Records drawn from a dataset:
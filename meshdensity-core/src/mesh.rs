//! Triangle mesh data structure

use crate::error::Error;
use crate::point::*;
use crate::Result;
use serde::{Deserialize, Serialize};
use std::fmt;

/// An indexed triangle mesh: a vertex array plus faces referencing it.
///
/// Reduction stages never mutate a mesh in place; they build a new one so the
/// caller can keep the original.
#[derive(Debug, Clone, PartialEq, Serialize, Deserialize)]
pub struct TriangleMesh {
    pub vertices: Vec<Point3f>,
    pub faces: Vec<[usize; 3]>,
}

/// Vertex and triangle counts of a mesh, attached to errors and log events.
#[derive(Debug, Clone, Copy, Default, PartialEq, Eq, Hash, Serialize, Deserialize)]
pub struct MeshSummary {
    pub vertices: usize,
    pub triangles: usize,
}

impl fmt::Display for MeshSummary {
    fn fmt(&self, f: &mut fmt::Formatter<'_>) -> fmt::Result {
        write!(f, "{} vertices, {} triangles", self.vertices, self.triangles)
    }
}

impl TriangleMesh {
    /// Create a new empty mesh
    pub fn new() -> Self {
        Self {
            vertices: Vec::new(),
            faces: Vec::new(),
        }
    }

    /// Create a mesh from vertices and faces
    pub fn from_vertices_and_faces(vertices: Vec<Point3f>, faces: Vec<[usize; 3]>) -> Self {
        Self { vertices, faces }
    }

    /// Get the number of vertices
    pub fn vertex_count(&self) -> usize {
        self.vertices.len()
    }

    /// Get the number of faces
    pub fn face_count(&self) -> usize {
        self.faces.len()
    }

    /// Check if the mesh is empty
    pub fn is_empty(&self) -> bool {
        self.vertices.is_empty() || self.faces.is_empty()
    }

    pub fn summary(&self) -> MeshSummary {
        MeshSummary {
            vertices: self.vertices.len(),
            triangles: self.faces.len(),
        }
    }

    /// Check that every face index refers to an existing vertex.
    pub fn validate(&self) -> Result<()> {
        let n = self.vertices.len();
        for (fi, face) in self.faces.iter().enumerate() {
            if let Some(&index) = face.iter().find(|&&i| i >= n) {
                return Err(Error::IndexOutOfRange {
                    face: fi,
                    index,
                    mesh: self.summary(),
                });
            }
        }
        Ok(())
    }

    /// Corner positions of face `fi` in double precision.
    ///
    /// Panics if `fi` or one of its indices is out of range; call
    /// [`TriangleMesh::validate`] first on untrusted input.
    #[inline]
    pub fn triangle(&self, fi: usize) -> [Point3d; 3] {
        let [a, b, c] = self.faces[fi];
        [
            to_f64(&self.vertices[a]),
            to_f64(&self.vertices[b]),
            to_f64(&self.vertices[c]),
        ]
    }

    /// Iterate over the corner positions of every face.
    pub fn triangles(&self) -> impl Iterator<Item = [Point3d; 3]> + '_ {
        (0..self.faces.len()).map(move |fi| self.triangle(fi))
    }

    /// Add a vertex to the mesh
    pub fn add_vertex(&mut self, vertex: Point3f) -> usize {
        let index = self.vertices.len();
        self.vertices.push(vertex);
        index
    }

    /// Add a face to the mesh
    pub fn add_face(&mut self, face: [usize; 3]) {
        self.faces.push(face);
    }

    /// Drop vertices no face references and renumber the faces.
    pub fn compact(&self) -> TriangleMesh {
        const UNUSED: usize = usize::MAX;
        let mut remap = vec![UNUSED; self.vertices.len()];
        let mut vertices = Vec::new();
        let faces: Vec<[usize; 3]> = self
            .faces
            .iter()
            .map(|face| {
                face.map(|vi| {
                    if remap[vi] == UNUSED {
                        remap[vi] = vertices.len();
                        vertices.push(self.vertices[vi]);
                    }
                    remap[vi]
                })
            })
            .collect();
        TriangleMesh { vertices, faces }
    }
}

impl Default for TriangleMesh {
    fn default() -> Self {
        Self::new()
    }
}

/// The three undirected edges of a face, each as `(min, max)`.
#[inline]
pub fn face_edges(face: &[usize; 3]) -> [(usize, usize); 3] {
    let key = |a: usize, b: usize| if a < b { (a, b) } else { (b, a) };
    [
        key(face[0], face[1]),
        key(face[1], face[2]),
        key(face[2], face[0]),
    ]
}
==
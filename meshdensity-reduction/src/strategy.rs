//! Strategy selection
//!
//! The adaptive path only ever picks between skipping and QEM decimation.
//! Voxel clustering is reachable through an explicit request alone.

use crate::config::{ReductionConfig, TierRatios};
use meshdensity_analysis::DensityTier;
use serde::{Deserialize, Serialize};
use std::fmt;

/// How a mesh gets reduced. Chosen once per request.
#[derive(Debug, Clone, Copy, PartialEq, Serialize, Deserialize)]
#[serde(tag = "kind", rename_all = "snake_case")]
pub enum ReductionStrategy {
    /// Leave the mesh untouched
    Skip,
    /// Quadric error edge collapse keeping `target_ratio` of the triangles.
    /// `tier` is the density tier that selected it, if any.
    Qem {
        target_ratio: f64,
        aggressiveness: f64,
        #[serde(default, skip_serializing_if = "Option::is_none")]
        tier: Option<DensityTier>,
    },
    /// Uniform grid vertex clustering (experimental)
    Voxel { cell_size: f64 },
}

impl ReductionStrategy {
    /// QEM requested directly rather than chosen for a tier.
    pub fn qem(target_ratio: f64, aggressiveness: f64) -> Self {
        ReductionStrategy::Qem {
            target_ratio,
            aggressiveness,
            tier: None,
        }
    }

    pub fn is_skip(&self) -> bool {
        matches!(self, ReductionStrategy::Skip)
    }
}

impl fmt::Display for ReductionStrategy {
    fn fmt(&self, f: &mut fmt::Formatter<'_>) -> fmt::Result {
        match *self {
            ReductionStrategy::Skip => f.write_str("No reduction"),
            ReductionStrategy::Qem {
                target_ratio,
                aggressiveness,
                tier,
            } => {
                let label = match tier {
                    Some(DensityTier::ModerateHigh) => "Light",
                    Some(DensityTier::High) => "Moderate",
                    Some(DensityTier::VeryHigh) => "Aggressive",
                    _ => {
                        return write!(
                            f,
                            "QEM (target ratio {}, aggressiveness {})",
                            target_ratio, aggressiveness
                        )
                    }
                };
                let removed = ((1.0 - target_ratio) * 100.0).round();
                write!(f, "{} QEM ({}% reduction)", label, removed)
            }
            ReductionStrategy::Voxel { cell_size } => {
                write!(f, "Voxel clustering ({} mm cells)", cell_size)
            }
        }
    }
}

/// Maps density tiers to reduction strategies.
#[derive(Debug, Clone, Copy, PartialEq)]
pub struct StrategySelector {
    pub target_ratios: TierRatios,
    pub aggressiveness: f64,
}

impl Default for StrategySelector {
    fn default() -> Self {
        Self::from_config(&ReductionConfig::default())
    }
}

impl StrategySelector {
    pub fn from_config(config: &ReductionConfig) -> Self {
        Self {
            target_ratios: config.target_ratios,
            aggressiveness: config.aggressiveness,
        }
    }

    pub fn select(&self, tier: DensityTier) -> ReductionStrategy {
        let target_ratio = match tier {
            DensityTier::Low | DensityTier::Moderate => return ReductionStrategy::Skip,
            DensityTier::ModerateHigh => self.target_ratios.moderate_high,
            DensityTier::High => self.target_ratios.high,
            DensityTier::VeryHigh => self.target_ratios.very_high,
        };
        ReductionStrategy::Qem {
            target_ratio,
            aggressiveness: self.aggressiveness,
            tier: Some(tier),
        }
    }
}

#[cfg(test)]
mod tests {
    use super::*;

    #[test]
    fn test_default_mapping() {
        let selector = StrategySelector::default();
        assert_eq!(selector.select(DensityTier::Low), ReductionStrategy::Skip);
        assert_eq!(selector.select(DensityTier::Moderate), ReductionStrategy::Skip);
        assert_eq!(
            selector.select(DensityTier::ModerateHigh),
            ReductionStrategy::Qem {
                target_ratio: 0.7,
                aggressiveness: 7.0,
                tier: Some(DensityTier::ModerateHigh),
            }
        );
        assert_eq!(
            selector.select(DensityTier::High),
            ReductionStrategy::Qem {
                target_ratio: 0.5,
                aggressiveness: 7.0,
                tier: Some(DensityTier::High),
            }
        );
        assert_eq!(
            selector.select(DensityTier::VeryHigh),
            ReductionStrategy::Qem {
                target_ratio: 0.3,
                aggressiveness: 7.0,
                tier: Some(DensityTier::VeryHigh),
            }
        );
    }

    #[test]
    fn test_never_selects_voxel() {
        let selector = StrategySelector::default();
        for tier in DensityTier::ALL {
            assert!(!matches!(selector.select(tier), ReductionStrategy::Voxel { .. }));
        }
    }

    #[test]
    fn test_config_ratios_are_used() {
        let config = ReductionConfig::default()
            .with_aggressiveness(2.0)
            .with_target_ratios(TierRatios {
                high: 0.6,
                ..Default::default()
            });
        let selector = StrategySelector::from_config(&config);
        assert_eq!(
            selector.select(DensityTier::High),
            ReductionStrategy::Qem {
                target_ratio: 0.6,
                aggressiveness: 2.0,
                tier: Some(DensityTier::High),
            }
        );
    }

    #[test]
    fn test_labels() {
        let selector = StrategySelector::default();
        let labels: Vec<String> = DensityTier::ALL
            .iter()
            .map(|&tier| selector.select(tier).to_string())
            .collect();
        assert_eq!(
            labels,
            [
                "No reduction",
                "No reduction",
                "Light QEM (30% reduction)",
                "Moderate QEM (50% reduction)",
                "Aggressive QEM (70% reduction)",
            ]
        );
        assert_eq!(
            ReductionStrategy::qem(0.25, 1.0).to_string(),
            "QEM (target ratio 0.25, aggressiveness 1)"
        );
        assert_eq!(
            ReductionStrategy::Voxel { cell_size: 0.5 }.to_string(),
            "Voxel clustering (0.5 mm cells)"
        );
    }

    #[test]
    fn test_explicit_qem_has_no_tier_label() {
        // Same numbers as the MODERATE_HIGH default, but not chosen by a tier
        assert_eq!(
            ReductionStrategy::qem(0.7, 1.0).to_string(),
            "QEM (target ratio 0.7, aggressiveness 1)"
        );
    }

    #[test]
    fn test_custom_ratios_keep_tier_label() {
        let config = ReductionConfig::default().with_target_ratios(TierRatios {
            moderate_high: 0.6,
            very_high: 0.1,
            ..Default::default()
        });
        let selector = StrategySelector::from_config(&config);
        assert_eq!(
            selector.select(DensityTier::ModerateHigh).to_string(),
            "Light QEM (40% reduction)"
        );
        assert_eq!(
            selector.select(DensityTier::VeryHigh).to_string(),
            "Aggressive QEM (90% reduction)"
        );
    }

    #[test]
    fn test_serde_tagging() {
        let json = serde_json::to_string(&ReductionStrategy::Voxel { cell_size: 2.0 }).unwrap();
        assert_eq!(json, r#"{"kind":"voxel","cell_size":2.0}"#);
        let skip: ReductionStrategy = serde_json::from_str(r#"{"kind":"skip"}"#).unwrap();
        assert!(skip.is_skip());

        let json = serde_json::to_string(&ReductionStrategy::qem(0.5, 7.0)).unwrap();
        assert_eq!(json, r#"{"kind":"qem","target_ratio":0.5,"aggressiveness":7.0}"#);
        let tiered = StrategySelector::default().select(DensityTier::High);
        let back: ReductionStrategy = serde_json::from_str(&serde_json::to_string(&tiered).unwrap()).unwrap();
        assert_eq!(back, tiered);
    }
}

▸ **Assignment**
Search the entries for the string "Deserialize" and collect each line that has it.

▸ **Result of this task**
use serde::{Deserialize, Serialize};
#[derive(Debug, Clone, PartialEq, Serialize, Deserialize)]
#[derive(Debug, Clone, Copy, Default, PartialEq, Eq, Hash, Serialize, Deserialize)]
use serde::{Deserialize, Serialize};
#[derive(Debug, Clone, Copy, PartialEq, Serialize, Deserialize)]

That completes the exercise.